As I mentioned in a recent post, we stand on the shoulders of giants, and the fastest way to get there in order to help ourselves, our fields, our societies, and even humanity evolve higher and further is to quickly understand those fields via education. We will never make much progress if are just trying to invent the wheel when the wheel was invented a long time ago. There are Formula 1 race cars, rocket ships, and deep space exploration vehicles now. We need to understand how and why they work, but it’s a waste of our time to invent them from scratch. We, as educators, are needed “out there”‘, on the bleeding edge.
Experience has its place, right alongside education, and that’s a critical and exciting part of the educational experience. Good educators introduce ideas and let students play with them. Direct teaching isn’t everything and it isn’t bad, it has its place. Too much direct teaching results in unengaged students who don’t trust for themselves how the world works.

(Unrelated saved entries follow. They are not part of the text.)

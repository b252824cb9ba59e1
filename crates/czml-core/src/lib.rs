//! Polymorphic value codecs for the CZML wire format.
//!
//! Almost every CZML property is shape-shifting: the same property may
//! arrive as a bare scalar, a flat array, or an object carrying interval
//! and interpolation metadata, and flat numeric arrays are grouped
//! positionally by length to recover time-tagged samples. This crate
//! models each wire shape as an explicit sum type or struct of options
//! and hand-writes the `serde_json::Value` codecs.
//!
//! Everything here is pure: no I/O, no logging, no shared state. Decoders
//! return [`DecodeError`]; leniency policies live in the packet layer of
//! the `czml` crate.

mod fields;

pub mod boolean;
pub mod cartesian;
pub mod color;
pub mod custom;
pub mod error;
pub mod number;
pub mod position;
pub mod samples;
pub mod strings;
pub mod time;

pub use boolean::{BooleanInterval, CzmlBoolean};
pub use cartesian::{
    Cartesian, Cartesian2, Cartographic, CzmlCartesian, CzmlCartesian2, UnitQuaternion, Velocity,
};
pub use color::{ColorProperty, CzmlColor, Rgba, Rgbaf};
pub use custom::{CustomProperties, CustomValue, IntervalValue};
pub use error::DecodeError;
pub use number::{CzmlNumber, Number, NumberDetail};
pub use position::{CzmlPosition, CzmlPositions, Directions, Orientation, Positions};
pub use samples::{decode_samples, encode_samples, Sample, SampleTuple};
pub use strings::{
    Font, HorizontalOrigin, ImageUri, PortionToDisplay, StringInterval, Style, Text,
    VerticalOrigin,
};
pub use time::{Availability, TimeValue};
//! Sensor volume property carriers (`agi_*` packet keys).

use czml_core::{
    ColorProperty, CzmlBoolean, DecodeError, Directions, Number, PortionToDisplay,
};
use serde_json::{Map, Value};

use crate::field::{as_object, opt, put};

/// A conic sensor volume.
#[derive(Debug, Clone, PartialEq, Default)]
pub struct ConicSensor {
    pub show: Option<CzmlBoolean>,
    pub inner_half_angle: Option<Number>,
    pub outer_half_angle: Option<Number>,
    pub minimum_clock_angle: Option<Number>,
    pub maximum_clock_angle: Option<Number>,
    pub radius: Option<Number>,
    pub portion_to_display: Option<PortionToDisplay>,
    pub show_intersection: Option<CzmlBoolean>,
    pub intersection_color: Option<ColorProperty>,
    pub intersection_width: Option<Number>,
}

impl ConicSensor {
    pub fn from_json(v: &Value) -> Result<Self, DecodeError> {
        let obj = as_object(v, "agi_conicSensor")?;
        Ok(Self {
            show: opt(obj, "show", CzmlBoolean::from_json)?,
            inner_half_angle: opt(obj, "innerHalfAngle", Number::from_json)?,
            outer_half_angle: opt(obj, "outerHalfAngle", Number::from_json)?,
            minimum_clock_angle: opt(obj, "minimumClockAngle", Number::from_json)?,
            maximum_clock_angle: opt(obj, "maximumClockAngle", Number::from_json)?,
            radius: opt(obj, "radius", Number::from_json)?,
            portion_to_display: opt(obj, "portionToDisplay", PortionToDisplay::from_json)?,
            show_intersection: opt(obj, "showIntersection", CzmlBoolean::from_json)?,
            intersection_color: opt(obj, "intersectionColor", ColorProperty::from_json)?,
            intersection_width: opt(obj, "intersectionWidth", Number::from_json)?,
        })
    }

    pub fn to_json(&self) -> Value {
        let mut map = Map::new();
        put(&mut map, "show", &self.show, CzmlBoolean::to_json);
        put(&mut map, "innerHalfAngle", &self.inner_half_angle, Number::to_json);
        put(&mut map, "outerHalfAngle", &self.outer_half_angle, Number::to_json);
        put(&mut map, "minimumClockAngle", &self.minimum_clock_angle, Number::to_json);
        put(&mut map, "maximumClockAngle", &self.maximum_clock_angle, Number::to_json);
        put(&mut map, "radius", &self.radius, Number::to_json);
        put(&mut map, "portionToDisplay", &self.portion_to_display, PortionToDisplay::to_json);
        put(&mut map, "showIntersection", &self.show_intersection, CzmlBoolean::to_json);
        put(&mut map, "intersectionColor", &self.intersection_color, ColorProperty::to_json);
        put(&mut map, "intersectionWidth", &self.intersection_width, Number::to_json);
        Value::Object(map)
    }
}

/// A sensor volume with a custom direction pattern.
#[derive(Debug, Clone, PartialEq, Default)]
pub struct CustomPatternSensor {
    pub show: Option<CzmlBoolean>,
    pub directions: Option<Directions>,
    pub radius: Option<Number>,
    pub portion_to_display: Option<PortionToDisplay>,
    pub show_intersection: Option<CzmlBoolean>,
    pub intersection_color: Option<ColorProperty>,
    pub intersection_width: Option<Number>,
}

impl CustomPatternSensor {
    pub fn from_json(v: &Value) -> Result<Self, DecodeError> {
        let obj = as_object(v, "agi_customPatternSensor")?;
        Ok(Self {
            show: opt(obj, "show", CzmlBoolean::from_json)?,
            directions: opt(obj, "directions", Directions::from_json)?,
            radius: opt(obj, "radius", Number::from_json)?,
            portion_to_display: opt(obj, "portionToDisplay", PortionToDisplay::from_json)?,
            show_intersection: opt(obj, "showIntersection", CzmlBoolean::from_json)?,
            intersection_color: opt(obj, "intersectionColor", ColorProperty::from_json)?,
            intersection_width: opt(obj, "intersectionWidth", Number::from_json)?,
        })
    }

    pub fn to_json(&self) -> Value {
        let mut map = Map::new();
        put(&mut map, "show", &self.show, CzmlBoolean::to_json);
        put(&mut map, "directions", &self.directions, Directions::to_json);
        put(&mut map, "radius", &self.radius, Number::to_json);
        put(&mut map, "portionToDisplay", &self.portion_to_display, PortionToDisplay::to_json);
        put(&mut map, "showIntersection", &self.show_intersection, CzmlBoolean::to_json);
        put(&mut map, "intersectionColor", &self.intersection_color, ColorProperty::to_json);
        put(&mut map, "intersectionWidth", &self.intersection_width, Number::to_json);
        Value::Object(map)
    }
}

/// A fan: triangles extending outward from the object along a set of
/// directions.
#[derive(Debug, Clone, PartialEq, Default)]
pub struct Fan {
    pub show: Option<CzmlBoolean>,
    pub directions: Option<Directions>,
    pub radius: Option<Number>,
    pub per_direction_radius: Option<CzmlBoolean>,
    pub color: Option<ColorProperty>,
    pub fill: Option<CzmlBoolean>,
    pub outline: Option<CzmlBoolean>,
    pub outline_color: Option<ColorProperty>,
}

impl Fan {
    pub fn from_json(v: &Value) -> Result<Self, DecodeError> {
        let obj = as_object(v, "agi_fan")?;
        Ok(Self {
            show: opt(obj, "show", CzmlBoolean::from_json)?,
            directions: opt(obj, "directions", Directions::from_json)?,
            radius: opt(obj, "radius", Number::from_json)?,
            per_direction_radius: opt(obj, "perDirectionRadius", CzmlBoolean::from_json)?,
            color: opt(obj, "color", ColorProperty::from_json)?,
            fill: opt(obj, "fill", CzmlBoolean::from_json)?,
            outline: opt(obj, "outline", CzmlBoolean::from_json)?,
            outline_color: opt(obj, "outlineColor", ColorProperty::from_json)?,
        })
    }

    pub fn to_json(&self) -> Value {
        let mut map = Map::new();
        put(&mut map, "show", &self.show, CzmlBoolean::to_json);
        put(&mut map, "directions", &self.directions, Directions::to_json);
        put(&mut map, "radius", &self.radius, Number::to_json);
        put(&mut map, "perDirectionRadius", &self.per_direction_radius, CzmlBoolean::to_json);
        put(&mut map, "color", &self.color, ColorProperty::to_json);
        put(&mut map, "fill", &self.fill, CzmlBoolean::to_json);
        put(&mut map, "outline", &self.outline, CzmlBoolean::to_json);
        put(&mut map, "outlineColor", &self.outline_color, ColorProperty::to_json);
        Value::Object(map)
    }
}

/// A rectangular pyramid sensor volume.
#[derive(Debug, Clone, PartialEq, Default)]
pub struct RectangularSensor {
    pub show: Option<CzmlBoolean>,
    pub x_half_angle: Option<Number>,
    pub y_half_angle: Option<Number>,
    pub radius: Option<Number>,
    pub portion_to_display: Option<PortionToDisplay>,
    pub show_intersection: Option<CzmlBoolean>,
    pub intersection_color: Option<ColorProperty>,
    pub intersection_width: Option<Number>,
}

impl RectangularSensor {
    pub fn from_json(v: &Value) -> Result<Self, DecodeError> {
        let obj = as_object(v, "agi_rectangularSensor")?;
        Ok(Self {
            show: opt(obj, "show", CzmlBoolean::from_json)?,
            x_half_angle: opt(obj, "xHalfAngle", Number::from_json)?,
            y_half_angle: opt(obj, "yHalfAngle", Number::from_json)?,
            radius: opt(obj, "radius", Number::from_json)?,
            portion_to_display: opt(obj, "portionToDisplay", PortionToDisplay::from_json)?,
            show_intersection: opt(obj, "showIntersection", CzmlBoolean::from_json)?,
            intersection_color: opt(obj, "intersectionColor", ColorProperty::from_json)?,
            intersection_width: opt(obj, "intersectionWidth", Number::from_json)?,
        })
    }

    pub fn to_json(&self) -> Value {
        let mut map = Map::new();
        put(&mut map, "show", &self.show, CzmlBoolean::to_json);
        put(&mut map, "xHalfAngle", &self.x_half_angle, Number::to_json);
        put(&mut map, "yHalfAngle", &self.y_half_angle, Number::to_json);
        put(&mut map, "radius", &self.radius, Number::to_json);
        put(&mut map, "portionToDisplay", &self.portion_to_display, PortionToDisplay::to_json);
        put(&mut map, "showIntersection", &self.show_intersection, CzmlBoolean::to_json);
        put(&mut map, "intersectionColor", &self.intersection_color, ColorProperty::to_json);
        put(&mut map, "intersectionWidth", &self.intersection_width, Number::to_json);
        Value::Object(map)
    }
}

/// A graphical vector anchored at the object's position.
#[derive(Debug, Clone, PartialEq, Default)]
pub struct VectorGraphics {
    pub show: Option<CzmlBoolean>,
    pub color: Option<ColorProperty>,
    pub direction: Option<Directions>,
    pub length: Option<Number>,
    pub minimum_length_in_pixels: Option<Number>,
}

impl VectorGraphics {
    pub fn from_json(v: &Value) -> Result<Self, DecodeError> {
        let obj = as_object(v, "agi_vector")?;
        Ok(Self {
            show: opt(obj, "show", CzmlBoolean::from_json)?,
            color: opt(obj, "color", ColorProperty::from_json)?,
            direction: opt(obj, "direction", Directions::from_json)?,
            length: opt(obj, "length", Number::from_json)?,
            minimum_length_in_pixels: opt(obj, "minimumLengthInPixels", Number::from_json)?,
        })
    }

    pub fn to_json(&self) -> Value {
        let mut map = Map::new();
        put(&mut map, "show", &self.show, CzmlBoolean::to_json);
        put(&mut map, "color", &self.color, ColorProperty::to_json);
        put(&mut map, "direction", &self.direction, Directions::to_json);
        put(&mut map, "length", &self.length, Number::to_json);
        put(&mut map, "minimumLengthInPixels", &self.minimum_length_in_pixels, Number::to_json);
        Value::Object(map)
    }
}

#[cfg(test)]
mod tests {
    use super::*;
    use serde_json::json;

    #[test]
    fn conic_sensor_round_trip() {
        let v = json!({
            "show": true,
            "innerHalfAngle": 0.0,
            "outerHalfAngle": 0.5,
            "radius": 1000000.0,
            "portionToDisplay": "COMPLETE",
            "intersectionColor": {"rgba": [255, 255, 0, 255]}
        });
        let s = ConicSensor::from_json(&v).unwrap();
        assert_eq!(s.to_json(), v);
    }

    #[test]
    fn custom_pattern_sensor_directions() {
        let v = json!({
            "directions": {"unitSpherical": [0.0, 1.0, 1.57, 1.0, 3.14, 1.0, 4.71, 1.0]},
            "radius": 500000.0
        });
        let s = CustomPatternSensor::from_json(&v).unwrap();
        assert_eq!(s.to_json(), v);
    }

    #[test]
    fn vector_round_trip() {
        let v = json!({
            "show": true,
            "color": {"rgba": [0, 0, 255, 255]},
            "direction": {"unitCartesian": [1.0, 0.0, 0.0]},
            "length": 10.0
        });
        let g = VectorGraphics::from_json(&v).unwrap();
        assert_eq!(g.to_json(), v);
    }
}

Students have to practice what the educator has preached so they know for themselves. Exploration without a basic road map is a floundering waste of time. There are a lot of good metaphors about teaching (“If you give a man a fish…”, “you lead a horse to water…”, and a whole lot more I can’t think of right now) for a reason. Even if we have an excellent PLN full of highly-skilled, wise, and experienced people, we ultimately we have to learn for ourselves, we have to internalize what we’re learning in order to truly understand it and then be able to play with it.
Since we’re curious, skeptical, disobedient, silly, and ambitious animals, we have to experience things for ourselves. This means we’re going to make a ton of mistakes, and this is actually wonderful. If we don’t get comfortable with failing (and getting up again, of course), then we’ll never get far. I’ve seen it many times in the classroom and in life that fearless students make incredible progress, incredibly fast. The classroom and the school need to be very safe spaces for students to fail without fear of more embarrassment than they’re naturally going to feel when they make a mistake. Trying, regardless of whether an attempt is successful, needs to be supported, even celebrated.
Often, we’ll try something the way the conventional wisdom of our schooling or PLN dictates we should do it, and then we’ll get off the trail, head off into the bushes, start going crazy, trying stuff to see when it breaks, if we can do it faster, better, or just in a way that suits our needs or temperament. Sometimes we’ll find other ways. Sometimes we won’t. But trying, failing, trying, succeeding, trying, succeeding in a new way, trying, screwing up – this is what we do, it’s how we evolve. There are generally many paths to the same result, and some of them are better paths, not just better for us.
Our formal and informal education and our PLNs can only really give us road maps. We won’t always stay on them, and that’s ok. We don’t know everything and our teachers don’t know everything either. Good educators want their students to keep filling in the unknown parts of the map and have the next generation of students stand on our shoulders.